Demikian dikatakan Sekretaris FPKB DPR M. Hanif Dhakiri menanggapi data laporan harta kekayaan penyelenggara negara yang disampaikan Komisi Pemberantasan Korupsi (KPK) dalam rapat dengar pendapat dengan Komisi III DPR, Senin, 23 Mei 2011.
JAKARTA - Dewan Perwakilan Rakyat (DPR) dan Dewan Perwakilan Rakyat Daerah (DPRD) patut mendapatkan apresiasi karena tingkat kepatuhannya paling tinggi dalam soal laporan harta kekayaan negara, dibandingkan dengan kepatuhan penyelenggara negara lain di lingkungan eksekutif, yudikatif dan BUMN/BUMD.
Demikian dikatakan Sekretaris FPKB DPR M. Hanif Dhakiri menanggapi data laporan harta kekayaan penyelenggara negara yang disampaikan Komisi Pemberantasan Korupsi (KPK) dalam rapat dengar pendapat dengan Komisi III DPR, Senin, 23 Mei 2011.

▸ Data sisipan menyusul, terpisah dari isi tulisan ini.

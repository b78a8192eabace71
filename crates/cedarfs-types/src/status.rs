use std::fmt;

use crate::status_code::{self, status_code_t, StatusCode};

/// A status value carrying a code and an optional message.
///
/// The `#[must_use]` attribute ensures callers do not silently ignore
/// error statuses.
#[derive(Debug, Clone)]
#[must_use]
pub struct Status {
    code: status_code_t,
    message: Option<String>,
}

impl Status {
    /// Create a status with just a code.
    pub fn new(code: status_code_t) -> Self {
        Self {
            code,
            message: None,
        }
    }

    /// Create a status with a code and a descriptive message.
    pub fn with_message(code: status_code_t, msg: impl Into<String>) -> Self {
        Self {
            code,
            message: Some(msg.into()),
        }
    }

    /// Return the numeric status code.
    pub fn code(&self) -> status_code_t {
        self.code
    }

    /// Return the optional message.
    pub fn message(&self) -> Option<&str> {
        self.message.as_deref()
    }

    /// Whether this status represents success (code == OK).
    pub fn is_ok(&self) -> bool {
        self.code == StatusCode::OK
    }

    /// Produce a human-readable description like `"Chunk::Locked(1003) lease held"`.
    pub fn describe(&self) -> String {
        let name = status_code::to_string(self.code);
        match &self.message {
            Some(msg) => format!("{}({}) {}", name, self.code, msg),
            None => format!("{}({})", name, self.code),
        }
    }
}

impl fmt::Display for Status {
    fn fmt(&self, f: &mut fmt::Formatter<'_>) -> fmt::Result {
        f.write_str(&self.describe())
    }
}

impl std::error::Error for Status {}

impl From<status_code_t> for Status {
    fn from(code: status_code_t) -> Self {
        Self::new(code)
    }
}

Data itu menyebutkan dari kalangan pejabat eksekutif terdapat 102.768 orang dengan status wajib lapor. Tetapi yang sudah melaporkan harta kekayaannya hanya 65.997 orang atau 64,22 persen. Dari kalangan legislatif, yang wajib lapor sebanyak 16.235, sementara yang sudah lapor 16.095 anggota legislatif atau 99.14 persen.
Untuk pejabat di badan yudikatif yang wajib lapor 10.377 pejabat, sementara yang sudah lapor sebanyak 90.81 persen. Adapun di lingkungan BUMN/BUMD terdapat 11.967 orang pejabat yg wajib lapor, tetapi baru 74.03 persen atau 8.866 pejabat yang sudah melaporkan harta kekayaannya.
Menurut Hanif, tingginya tingkat kepatuhan DPR/DPRD dalam melaporkan harta kekayaannya itu mengindikasikan adanya kehendak para wakil rakyat untuk meningkatkan transparansi dan akuntabilitas politiknya, baik secara pribadi maupun kelembagaan.
"Kehendak untuk selalu memperbaiki diri itu selalu ada di DPR maupun DPRD. Transparansi dan akuntabilitas politik terus didorong. Ini perlu dihargai publik agar orang merasa mendapat insentif ketika berbuat baik dan benar", jelas Ketua DPP PKB ini.
Hanif mengakui bahwa munculnya kehendak baik di kalangan wakil rakyat itu tidak terlepas dari kritik-kritik masyarakat yang begitu gencar. Oleh karenanya, dia berpandangan pemerintah perlu dipelototin lebih dalam lagi agar tingkat kepatuhan hukum dan kinerjanya lebih optimal.
Yang jelas, kata dia, para wakil rakyat itu banyak yang tidak tuli. Mereka juga mau berubah dan berupaya memperbaiki kinerjanya. Masyarakat karenanya perlu mendorong munculnya insentif bagi siapa saja yang taat hukum dan berbuat benar.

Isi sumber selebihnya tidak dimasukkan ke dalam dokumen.